Tips for Growing Lettuces and Salad Mix
Growing lettuce and salad mix is fairly simple and can be done in small spaces, including pots. Right now I am growing a mix in a fairly small pot. If only the robins would leave it alone, I suspect I’ll be able to harvest in the next few weeks! I also spent time growing salad mix for a market garden operation.
Keep the following in mind when planning and planting your lettuce bed:
- Lettuces and greens are cool weather crops. They tend to bolt (go to seed) much more quickly in high heat and direct sun. Both do well in semi-shade or even mostly shade and certainly prefer spring and fall weather.
- The easiest way to manage a variety of lettuces and greens for a salad mix are in swaths of separate varieties in six inch rows separated by enough room for a stirrup hoe (available in three and six inch widths). Weeds are much easier to both see and remove with this layout and harvesting is simpler due to a more consistent size in the lettuces. Another benefit of keeping the two separate is during harvest when a desired balance between the two tastes can be measured.

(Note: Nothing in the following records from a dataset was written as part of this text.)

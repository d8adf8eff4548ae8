// Copyright (c) 2026 - present Chronicle contributors
// SPDX-License-Identifier: MIT

//! Tool handlers for the MCP server
//!
//! This module implements the handlers for each MCP tool, bridging MCP
//! requests to the Git and GitHub backends and returning canonical records
//! or a publish receipt. Handlers hold no state beyond the immutable
//! [`ToolContext`]; every GitHub call builds a fresh client.

use std::time::Duration;

use chronicle_git::LocalRepo;
use chronicle_github::normalize::short_sha;
use chronicle_github::{GithubClient, GithubError};
use chronicle_history::{markdown, CommitRecord};
use serde::{Deserialize, Serialize};
use serde_json::{Map, Value};
use thiserror::Error;

use crate::config::Config;

// ============================================================================
// Error Types
// ============================================================================

/// Handler errors
#[derive(Debug, Error)]
pub enum HandlerError {
    /// Invalid input - missing or malformed field
    #[error("Invalid input: {0}. Check the tool's required parameters.")]
    InvalidInput(String),

    /// No GitHub credential configured
    #[error("GitHub token not configured. Set GITHUB_TOKEN or pass --github-token.")]
    MissingCredentials,

    /// Local Git backend failure
    #[error(transparent)]
    Git(#[from] chronicle_git::GitError),

    /// GitHub backend failure
    #[error(transparent)]
    Github(#[from] GithubError),

    /// JSON serialization error
    #[error("Failed to process JSON: {0}")]
    Json(#[from] serde_json::Error),
}

// ============================================================================
// Context
// ============================================================================

/// Immutable per-server settings shared by all tool invocations.
#[derive(Debug, Clone)]
pub struct ToolContext {
    /// GitHub token, if configured
    pub github_token: Option<String>,
    /// Base URL of the GitHub REST API
    pub api_url: String,
    /// Per-request timeout for GitHub calls
    pub timeout: Duration,
}

impl ToolContext {
    /// Build the context from the parsed configuration.
    #[must_use]
    pub fn from_config(config: &Config) -> Self {
        Self {
            github_token: config.github_token.clone(),
            api_url: config.api_url.clone(),
            timeout: config.timeout(),
        }
    }

    /// Build an authenticated GitHub client.
    ///
    /// Fails with [`HandlerError::MissingCredentials`] before any network
    /// I/O when no token is configured.
    fn github_client(&self) -> Result<GithubClient, HandlerError> {
        let token = self
            .github_token
            .as_deref()
            .filter(|t| !t.trim().is_empty())
            .ok_or(HandlerError::MissingCredentials)?;
        Ok(GithubClient::new(token, &self.api_url, self.timeout)?)
    }
}

// ============================================================================
// Input Types
// ============================================================================

fn default_count() -> usize {
    5
}

fn default_publish_branch() -> String {
    "main".to_string()
}

fn default_file_path() -> String {
    "history.md".to_string()
}

/// Input for the list_local_commits tool
#[derive(Debug, Clone, Deserialize)]
pub struct LocalCommitsInput {
    /// Path of the repository on the local filesystem
    pub repo_path: String,
    /// Branch to walk; all local branches when absent
    pub branch: Option<String>,
    /// Maximum commits to return
    #[serde(default = "default_count")]
    pub count: usize,
}

/// Input for the list_github_commits tool
#[derive(Debug, Clone, Deserialize)]
pub struct GithubCommitsInput {
    /// Repository owner
    pub owner: String,
    /// Repository name
    pub repo: String,
    /// Branch to list; the repository default when absent
    pub branch: Option<String>,
    /// Maximum commits to return
    #[serde(default = "default_count")]
    pub count: usize,
    /// Include per-file diff detail (stats and files)
    #[serde(default)]
    pub detailed: bool,
}

/// How publish treats an existing report file.
#[derive(Debug, Clone, Copy, PartialEq, Eq, Default, Deserialize, Serialize)]
#[serde(rename_all = "lowercase")]
pub enum PublishMode {
    /// Append new rows to a conforming existing report
    #[default]
    Append,
    /// Rewrite the report from the given records only
    Regenerate,
}

/// Input for the publish_commit_history tool
#[derive(Debug, Clone, Deserialize)]
pub struct PublishInput {
    /// Repository owner
    pub owner: String,
    /// Repository name
    pub repo: String,
    /// Records to publish
    pub commits: Vec<CommitRecord>,
    /// Branch to commit to
    #[serde(default = "default_publish_branch")]
    pub branch: String,
    /// Path of the report file within the repository
    #[serde(default = "default_file_path")]
    pub file_path: String,
    /// Append to or regenerate an existing report
    #[serde(default)]
    pub mode: PublishMode,
}

// ============================================================================
// Output Types
// ============================================================================

/// Response from the publish_commit_history tool
#[derive(Debug, Clone, Serialize)]
pub struct PublishResponse {
    /// Always true on the success path; failures surface as errors
    pub success: bool,
    /// Number of records written
    pub commits_processed: usize,
    /// Path of the report file
    pub file_path: String,
    /// Abbreviated sha of the commit that wrote the file
    pub commit_sha: String,
    /// Browser URL of that commit
    pub commit_url: String,
    /// Browser URL of the report file
    pub file_url: String,
}

// ============================================================================
// Handler Functions
// ============================================================================

/// Parse input from MCP arguments into a typed struct
pub(crate) fn parse_input<T: for<'de> Deserialize<'de>>(
    args: Option<Map<String, Value>>,
) -> Result<T, HandlerError> {
    let value = args.map(Value::Object).unwrap_or(Value::Object(Map::new()));
    serde_json::from_value(value).map_err(|e| HandlerError::InvalidInput(e.to_string()))
}

/// Handle the list_local_commits tool
///
/// Walks a filesystem repository and returns lightweight records with
/// full-length shas, newest first.
pub fn handle_local_commits(
    args: Option<Map<String, Value>>,
) -> Result<Vec<CommitRecord>, HandlerError> {
    let input: LocalCommitsInput = parse_input(args)?;

    if input.repo_path.trim().is_empty() {
        return Err(HandlerError::InvalidInput(
            "repo_path must not be empty. Provide a path like '/home/user/project'.".to_string(),
        ));
    }

    let repo = LocalRepo::open(&input.repo_path)?;
    let records = repo.recent_commits(input.branch.as_deref(), input.count)?;
    Ok(records)
}

/// Handle the list_github_commits tool
///
/// Returns lightweight records (7-character shas), or detailed records with
/// stats and per-file diffs when `detailed` is set.
pub async fn handle_github_commits(
    ctx: &ToolContext,
    args: Option<Map<String, Value>>,
) -> Result<Vec<CommitRecord>, HandlerError> {
    let input: GithubCommitsInput = parse_input(args)?;
    validate_repo_ident(&input.owner, &input.repo)?;

    // Credential check happens here, before any network call
    let client = ctx.github_client()?;

    let records = client
        .recent_commits(
            &input.owner,
            &input.repo,
            input.branch.as_deref(),
            input.count,
            input.detailed,
        )
        .await?;
    Ok(records)
}

/// Handle the publish_commit_history tool
///
/// Renders the given records as a Markdown report and commits it to the
/// repository: appending to a conforming existing report (default) or
/// regenerating it, depending on `mode`.
pub async fn handle_publish_history(
    ctx: &ToolContext,
    args: Option<Map<String, Value>>,
) -> Result<PublishResponse, HandlerError> {
    let input: PublishInput = parse_input(args)?;
    validate_repo_ident(&input.owner, &input.repo)?;

    let client = ctx.github_client()?;

    // The contents API needs the current blob sha for updates, so the
    // existing file is read in both modes.
    let existing = client
        .get_file(&input.owner, &input.repo, &input.file_path, &input.branch)
        .await?;

    let text = match (&existing, input.mode) {
        (Some(file), PublishMode::Append) => markdown::merge(&file.text, &input.commits),
        _ => markdown::generate(&input.commits),
    };
    let existing_sha = existing.as_ref().map(|f| f.sha.as_str());

    let message = format!(
        "docs: update {} with {} commits",
        input.file_path,
        input.commits.len()
    );
    let committed = client
        .put_file(
            &input.owner,
            &input.repo,
            &input.file_path,
            &input.branch,
            &message,
            &text,
            existing_sha,
        )
        .await?;

    tracing::info!(
        owner = %input.owner,
        repo = %input.repo,
        file = %input.file_path,
        commits = input.commits.len(),
        created = existing.is_none(),
        "published commit history"
    );

    Ok(PublishResponse {
        success: true,
        commits_processed: input.commits.len(),
        file_path: input.file_path,
        commit_sha: short_sha(&committed.commit_sha),
        commit_url: committed.commit_url,
        file_url: committed.file_url,
    })
}

fn validate_repo_ident(owner: &str, repo: &str) -> Result<(), HandlerError> {
    if owner.trim().is_empty() || repo.trim().is_empty() {
        return Err(HandlerError::InvalidInput(
            "owner and repo must not be empty. Provide them like 'octocat' / 'hello-world'."
                .to_string(),
        ));
    }
    Ok(())
}

// ============================================================================
// Tests
// ============================================================================
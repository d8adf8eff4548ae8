// Copyright (c) 2026 - present Chronicle contributors
// SPDX-License-Identifier: MIT

//! Error types for chronicle-github

use thiserror::Error;

/// Errors that can occur while talking to the GitHub API
#[derive(Debug, Error)]
pub enum GithubError {
    /// Repository does not exist or is not visible with the given token
    #[error("Repository '{owner}/{repo}' not found or private")]
    RepositoryNotFound {
        /// Repository owner
        owner: String,
        /// Repository name
        repo: String,
    },

    /// The named branch does not exist in the repository
    #[error("Branch '{branch}' not found in {owner}/{repo}")]
    BranchNotFound {
        /// The branch name that 404ed
        branch: String,
        /// Repository owner
        owner: String,
        /// Repository name
        repo: String,
    },

    /// The repository has no commits (GitHub answers 409)
    #[error("Repository '{owner}/{repo}' is empty")]
    EmptyRepository {
        /// Repository owner
        owner: String,
        /// Repository name
        repo: String,
    },

    /// The token is not allowed to perform the operation (403)
    #[error("Permission denied: {detail}")]
    PermissionDenied {
        /// Response detail from the API
        detail: String,
    },

    /// The request exceeded the configured timeout
    #[error("GitHub request timed out: {url}")]
    Timeout {
        /// The request URL that timed out
        url: String,
    },

    /// Any other API failure
    #[error("GitHub API error: {0}")]
    Api(String),
}
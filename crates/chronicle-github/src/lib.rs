// Copyright (c) 2026 - present Chronicle contributors
// SPDX-License-Identifier: MIT

//! chronicle-github: GitHub REST history backend for chronicle-mcp
//!
//! This library crate talks to the GitHub REST API (commit listing and the
//! contents API for the published report) and normalizes responses into the
//! canonical record shape shared with the local backend.

#![warn(missing_docs)]

pub mod client;
pub mod error;
pub mod normalize;

pub use client::{FileCommit, GithubClient, RemoteFile};
pub use error::GithubError;
// Copyright (c) 2026 - present Chronicle contributors
// SPDX-License-Identifier: MIT

//! Markdown history report generation and merging
//!
//! Both entry points are pure functions over [`CommitRecord`] slices. They
//! never fail on malformed input; bad fields render as placeholders rather
//! than aborting the whole document.

use chrono::DateTime;

use crate::record::CommitRecord;

/// Heading marker that identifies a conforming report document.
pub const HISTORY_HEADING: &str = "# Commit History";

/// Placeholder rendered for missing values.
const PLACEHOLDER: &str = "N/A";

/// Render a complete report document for the given records.
///
/// Records are emitted in input order; the caller controls sorting. An empty
/// input produces the header block with zero data rows, which is still a
/// well-formed document.
#[must_use]
pub fn generate(records: &[CommitRecord]) -> String {
    let mut doc = String::from(header());
    for record in records {
        doc.push_str(&format_row(record));
        doc.push('\n');
    }
    doc
}

/// Merge new records into an existing report document.
///
/// If `existing` is empty or does not contain [`HISTORY_HEADING`], the
/// document is regenerated from scratch and any unrecognized content is
/// discarded. Otherwise new rows are appended after trimming trailing
/// whitespace. This is a pure append: merging the same records twice
/// produces duplicate rows.
#[must_use]
pub fn merge(existing: &str, records: &[CommitRecord]) -> String {
    if existing.is_empty() || !existing.contains(HISTORY_HEADING) {
        return generate(records);
    }

    let mut doc = existing.trim_end().to_string();
    doc.push('\n');
    for record in records {
        doc.push_str(&format_row(record));
        doc.push('\n');
    }
    doc
}

fn header() -> &'static str {
    "# Commit History\n\n\
     | Date | SHA | Author | Message | Files |\n\
     | --- | --- | --- | --- | --- |\n"
}

/// Format one table row for a record.
fn format_row(record: &CommitRecord) -> String {
    let date = format_date(&record.date);
    let author = if record.author.is_empty() {
        PLACEHOLDER.to_string()
    } else {
        record.author.clone()
    };
    let message = if record.message.is_empty() {
        PLACEHOLDER.to_string()
    } else {
        record.message.replace('|', "\\|")
    };
    let file_count = record.stats.map_or(0, |s| s.total_files);

    format!(
        "| {date} | {sha} | {author} | {message} | {file_count} |",
        sha = record.sha
    )
}

/// Reduce an ISO-8601 date to `YYYY-MM-DD`.
///
/// A date that fails to parse renders as its first 10 characters verbatim
/// (the salvage form produced at normalization time); an empty date renders
/// as the placeholder.
fn format_date(date: &str) -> String {
    if date.is_empty() {
        return PLACEHOLDER.to_string();
    }
    match DateTime::parse_from_rfc3339(date) {
        Ok(dt) => dt.format("%Y-%m-%d").to_string(),
        Err(_) => date.chars().take(10).collect(),
    }
}


#[cfg(test)]
mod property_tests {
    use super::*;
    use proptest::prelude::*;

    fn record_strategy() -> impl Strategy<Value = CommitRecord> {
        ("[0-9a-f]{7}", "[A-Za-z ]{1,20}", "[ -~]{0,60}").prop_map(|(sha, author, message)| {
            CommitRecord::new(sha, author, "2026-03-02T10:30:00Z", &message)
        })
    }

    proptest! {
        /// One data row per input record, in order
        #[test]
        fn prop_row_count_matches_input(
            records in proptest::collection::vec(record_strategy(), 0..20)
        ) {
            let doc = generate(&records);
            let rows: Vec<&str> = doc.lines().skip(4).collect();
            prop_assert_eq!(rows.len(), records.len());
            for (row, record) in rows.iter().zip(&records) {
                prop_assert!(row.contains(&record.sha));
            }
        }

        /// Escaped rows always split into exactly 5 columns
        #[test]
        fn prop_pipe_escaping_keeps_columns(record in record_strategy()) {
            let doc = generate(std::slice::from_ref(&record));
            let row = doc.lines().nth(4).expect("one data row");
            let unescaped = row.replace("\\|", "");
            prop_assert_eq!(unescaped.matches('|').count(), 6);
        }

        /// Merging appends exactly the new rows
        #[test]
        fn prop_merge_appends_rows(
            existing in proptest::collection::vec(record_strategy(), 0..10),
            new in proptest::collection::vec(record_strategy(), 0..10)
        ) {
            let doc = generate(&existing);
            let merged = merge(&doc, &new);
            let rows: Vec<&str> = merged.lines().skip(4).collect();
            prop_assert_eq!(rows.len(), existing.len() + new.len());
        }
    }
}
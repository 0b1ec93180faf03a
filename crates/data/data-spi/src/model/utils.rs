//! Utility functions for working with observation rows.

use std::collections::BTreeMap;

use chrono::{DateTime, Duration, Utc};
use serde::{Deserialize, Serialize};

use super::{Observation, Pollutant};

/// Direction of the most recent samples.
#[derive(Debug, Clone, Copy, PartialEq, Eq, Serialize, Deserialize)]
#[serde(rename_all = "lowercase")]
pub enum Trend {
    Up,
    Down,
    Stable,
}

impl std::fmt::Display for Trend {
    fn fmt(&self, f: &mut std::fmt::Formatter<'_>) -> std::fmt::Result {
        let s = match self {
            Trend::Up => "up",
            Trend::Down => "down",
            Trend::Stable => "stable",
        };
        write!(f, "{}", s)
    }
}

/// Number of samples the short-term trend looks at.
pub const TREND_SAMPLES: usize = 3;

/// One reading per distinct timestamp, oldest first.
///
/// When several rows share a timestamp the last present reading wins.
fn readings(
    observations: &[Observation],
    pollutant: Pollutant,
) -> Vec<(DateTime<Utc>, Option<f64>)> {
    let mut by_time: BTreeMap<DateTime<Utc>, Option<f64>> = BTreeMap::new();
    for o in observations {
        match o.get(pollutant).filter(|v| v.is_finite()) {
            Some(v) => {
                by_time.insert(o.timestamp, Some(v));
            }
            None => {
                by_time.entry(o.timestamp).or_insert(None);
            }
        }
    }
    by_time.into_iter().collect()
}

fn present(observations: &[Observation], pollutant: Pollutant) -> Vec<(DateTime<Utc>, f64)> {
    readings(observations, pollutant)
        .into_iter()
        .filter_map(|(t, v)| v.map(|v| (t, v)))
        .collect()
}

/// Chronological series of one variable with missing readings dropped.
pub fn pollutant_series(observations: &[Observation], pollutant: Pollutant) -> Vec<f64> {
    present(observations, pollutant)
        .into_iter()
        .map(|(_, v)| v)
        .collect()
}

/// Chronological series of one variable keeping missing readings as `NaN`.
pub fn raw_series(observations: &[Observation], pollutant: Pollutant) -> Vec<f64> {
    readings(observations, pollutant)
        .into_iter()
        .map(|(_, v)| v.unwrap_or(f64::NAN))
        .collect()
}

/// Latest non-missing reading and when it was taken.
pub fn latest_value(
    observations: &[Observation],
    pollutant: Pollutant,
) -> Option<(f64, DateTime<Utc>)> {
    present(observations, pollutant)
        .last()
        .map(|&(t, v)| (v, t))
}

/// Compare the newest of the last three readings with the oldest of them.
///
/// Returns `None` when fewer than three readings are present.
pub fn short_term_trend(observations: &[Observation], pollutant: Pollutant) -> Option<Trend> {
    let points = present(observations, pollutant);
    if points.len() < TREND_SAMPLES {
        return None;
    }
    let recent = &points[points.len() - TREND_SAMPLES..];
    let first = recent[0].1;
    let last = recent[TREND_SAMPLES - 1].1;
    Some(if last > first {
        Trend::Up
    } else if last < first {
        Trend::Down
    } else {
        Trend::Stable
    })
}

/// Timestamp a one-step forecast refers to: the last timestamp plus the
/// last observed step (one hour when only one row exists).
pub fn next_timestamp(observations: &[Observation]) -> Option<DateTime<Utc>> {
    let mut stamps: Vec<_> = observations.iter().map(|o| o.timestamp).collect();
    stamps.sort();
    stamps.dedup();
    let last = *stamps.last()?;
    let step = match stamps.len() {
        0 | 1 => Duration::hours(1),
        n => last - stamps[n - 2],
    };
    Some(last + step)
}
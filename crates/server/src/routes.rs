//! API route handlers

use std::collections::BTreeMap;

use axum::extract::{Query, State};
use axum::Json;
use chrono::{DateTime, Utc};
use data_facade::{
    latest_value, next_timestamp, raw_series, short_term_trend, BrowserLocationProvider,
    BrowserPosition, Coordinates, FallbackLocationProvider, LocationProvider,
    ManualLocationProvider, Observation, Pollutant, Trend,
};
use forecast_facade::{Forecast, ForecastError};
use serde::{Deserialize, Serialize};

use crate::app::AppState;
use crate::error::{forecast_status, ApiError};

#[derive(Debug, Deserialize)]
pub struct ForecastRequest {
    /// Hourly readings, oldest first; `null` marks a missing reading
    pub series: Vec<Option<f64>>,
    #[serde(default)]
    pub window_size: Option<usize>,
}

#[derive(Debug, Serialize)]
pub struct ForecastResponse {
    #[serde(flatten)]
    pub forecast: Forecast,
    pub model: String,
}

pub async fn forecast(
    State(state): State<AppState>,
    Json(req): Json<ForecastRequest>,
) -> Result<Json<ForecastResponse>, ApiError> {
    let pipeline = match req.window_size {
        Some(w) => state.pipeline_with_window(w)?,
        None => state.pipeline()?,
    };
    let series: Vec<f64> = req
        .series
        .iter()
        .map(|v| v.unwrap_or(f64::NAN))
        .collect();
    let forecast = pipeline.predict_next_detailed(&series)?;

    Ok(Json(ForecastResponse {
        forecast,
        model: pipeline.model().name().to_string(),
    }))
}

/// Coordinates typed into the dashboard
#[derive(Debug, Default, Deserialize)]
pub struct ManualEntry {
    #[serde(default)]
    pub latitude: String,
    #[serde(default)]
    pub longitude: String,
}

/// What the dashboard knows about the user's location
#[derive(Debug, Default, Deserialize)]
pub struct LocationReport {
    /// Position shared by the browser
    #[serde(default)]
    pub browser: Option<BrowserPosition>,
    /// Why the browser did not share a position
    #[serde(default)]
    pub browser_error: Option<String>,
    #[serde(default)]
    pub manual: Option<ManualEntry>,
}

impl LocationReport {
    fn providers(self) -> FallbackLocationProvider {
        let browser = match (self.browser, self.browser_error) {
            (Some(position), _) => BrowserLocationProvider::from_report(Some(position)),
            (None, Some(reason)) => BrowserLocationProvider::denied(reason),
            (None, None) => BrowserLocationProvider::from_report(None),
        };
        let mut providers: Vec<Box<dyn LocationProvider>> = vec![Box::new(browser)];
        if let Some(entry) = self.manual {
            providers.push(Box::new(ManualLocationProvider::new(
                entry.latitude,
                entry.longitude,
            )));
        }
        FallbackLocationProvider::new(providers)
    }
}

#[derive(Debug, Clone, PartialEq, Serialize)]
pub struct Reading {
    pub value: f64,
    pub timestamp: DateTime<Utc>,
}

#[derive(Debug, Clone, PartialEq, Serialize)]
pub struct OzoneSummary {
    pub value: f64,
    pub timestamp: DateTime<Utc>,
    pub trend: Option<Trend>,
}

/// Result of the CO forecast, or why it could not be made
#[derive(Debug, Clone, PartialEq, Serialize)]
#[serde(untagged)]
pub enum CoForecast {
    Ready {
        value: f64,
        for_timestamp: Option<DateTime<Utc>>,
        points_used: usize,
    },
    Unavailable {
        error: String,
        message: String,
    },
}

#[derive(Debug, Serialize)]
pub struct DashboardResponse {
    #[serde(skip_serializing_if = "Option::is_none")]
    pub location: Option<Coordinates>,
    pub rows: usize,
    pub latest: BTreeMap<String, Reading>,
    pub ozone: Option<OzoneSummary>,
    pub co_forecast: CoForecast,
}

/// Resolve the reported location, fetch its readings and summarize them
pub async fn location_report(
    State(state): State<AppState>,
    Json(report): Json<LocationReport>,
) -> Result<Json<DashboardResponse>, ApiError> {
    let coordinates = report.providers().locate().await?;
    let source = (state.sources)(coordinates);
    let rows = source.observations().await?;
    tracing::info!(
        location = %coordinates,
        source = source.name(),
        rows = rows.len(),
        "fetched readings for reported location"
    );

    Ok(Json(summarize(&state, Some(coordinates), &rows)))
}

/// Summarize the locally stored history
pub async fn history_summary(
    State(state): State<AppState>,
) -> Result<Json<DashboardResponse>, ApiError> {
    let rows = state.history.observations().await?;
    Ok(Json(summarize(&state, None, &rows)))
}

#[derive(Debug, Default, Deserialize)]
pub struct HistoryForecastQuery {
    #[serde(default)]
    pub window_size: Option<usize>,
}

#[derive(Debug, Serialize)]
pub struct HistoryForecastResponse {
    #[serde(flatten)]
    pub forecast: Forecast,
    pub for_timestamp: Option<DateTime<Utc>>,
}

/// One-step CO forecast over the stored history
pub async fn history_forecast(
    State(state): State<AppState>,
    Query(query): Query<HistoryForecastQuery>,
) -> Result<Json<HistoryForecastResponse>, ApiError> {
    let pipeline = match query.window_size {
        Some(w) => state.pipeline_with_window(w)?,
        None => state.pipeline()?,
    };
    let rows = state.history.observations().await?;
    let forecast = pipeline.predict_next_detailed(&raw_series(&rows, Pollutant::Co))?;

    Ok(Json(HistoryForecastResponse {
        forecast,
        for_timestamp: next_timestamp(&rows),
    }))
}

fn summarize(
    state: &AppState,
    location: Option<Coordinates>,
    rows: &[Observation],
) -> DashboardResponse {
    let latest = Pollutant::ALL
        .iter()
        .filter_map(|&p| {
            latest_value(rows, p)
                .map(|(value, timestamp)| (p.column().to_string(), Reading { value, timestamp }))
        })
        .collect();

    let ozone = latest_value(rows, Pollutant::O3).map(|(value, timestamp)| OzoneSummary {
        value,
        timestamp,
        trend: short_term_trend(rows, Pollutant::O3),
    });

    DashboardResponse {
        location,
        rows: rows.len(),
        latest,
        ozone,
        co_forecast: co_forecast(state, rows),
    }
}

fn co_forecast(state: &AppState, rows: &[Observation]) -> CoForecast {
    let outcome = state
        .pipeline()
        .and_then(|p| p.predict_next_detailed(&raw_series(rows, Pollutant::Co)));
    match outcome {
        Ok(f) => CoForecast::Ready {
            value: f.value,
            for_timestamp: next_timestamp(rows),
            points_used: f.points_used,
        },
        Err(e) => unavailable(&e),
    }
}

fn unavailable(e: &ForecastError) -> CoForecast {
    let (_, kind) = forecast_status(e);
    tracing::warn!(error = %e, "CO forecast unavailable");
    CoForecast::Unavailable {
        error: kind.to_string(),
        message: e.to_string(),
    }
}
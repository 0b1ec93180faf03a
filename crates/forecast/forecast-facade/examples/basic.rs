//! Basic example demonstrating the one-step CO forecast
//!
//! Run with: cargo run --example basic -p forecast-facade

use std::sync::Arc;

use forecast_facade::prelude::*;
use forecast_facade::ModelResult;

/// Persistence model: predicts the last observed value
struct Persistence;

impl SequenceModel for Persistence {
    fn predict(&self, window: &Window) -> ModelResult<f64> {
        window.last().ok_or_else(|| "empty window".into())
    }

    fn name(&self) -> &str {
        "persistence"
    }
}

fn main() -> std::result::Result<(), Box<dyn std::error::Error>> {
    println!("=== One-step CO forecast ===\n");

    let series: Vec<f64> = (0..48)
        .map(|h| 0.3 + 0.08 * ((h % 24) as f64 / 24.0 * std::f64::consts::TAU).sin())
        .collect();

    let config = ForecastConfigBuilder::new().window_size(24).build()?;
    let pipeline = ForecastPipeline::new(config, Arc::new(Persistence))?;

    let forecast = pipeline.predict_next_detailed(&series)?;
    println!("Points used:  {}", forecast.points_used);
    println!("Scaled range: [{:.3}, {:.3}]", forecast.min, forecast.max);
    println!("Model output: {:.3}", forecast.scaled);
    println!("Next CO:      {:.3}", forecast.value);

    match pipeline.predict_next(&series[..10]) {
        Err(e) => println!("\nShort series: {}", e),
        Ok(v) => println!("\nUnexpected forecast {}", v),
    }

    Ok(())
}
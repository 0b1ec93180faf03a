//! Data models for air-quality observations.

mod coordinates;
mod observation;
mod pollutant;
mod utils;

pub use coordinates::{Coordinates, DEFAULT_LATITUDE, DEFAULT_LONGITUDE};
pub use observation::Observation;
pub use pollutant::Pollutant;
pub use utils::{
    latest_value, next_timestamp, pollutant_series, raw_series, short_term_trend, Trend,
    TREND_SAMPLES,
};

- Maintenance includes weeding, watering, successive sowing, and weekly harvesting. Weeding is a particular concern, as weeds in the final product are undesirable (if for sale) and can sneak their way into a mix. It is also a meticulous process since the lettuces are very fragile and shallow rooted. On the other hand, many weeds are wild edibles and add nutrition, flavor and interest to the mix. Just make sure you know what you are harvesting!
- Some wild edibles that are great in a salad mix include chickweed, amaranth, wild chives, and violet leaves.
- Lettuce and green seeds can be sown on a rotational schedule to extend the season. This is called successive planting. They generally do best in spring and fall. If you create a cool microclimate (for instance in a food forest), then the summer is fair game too.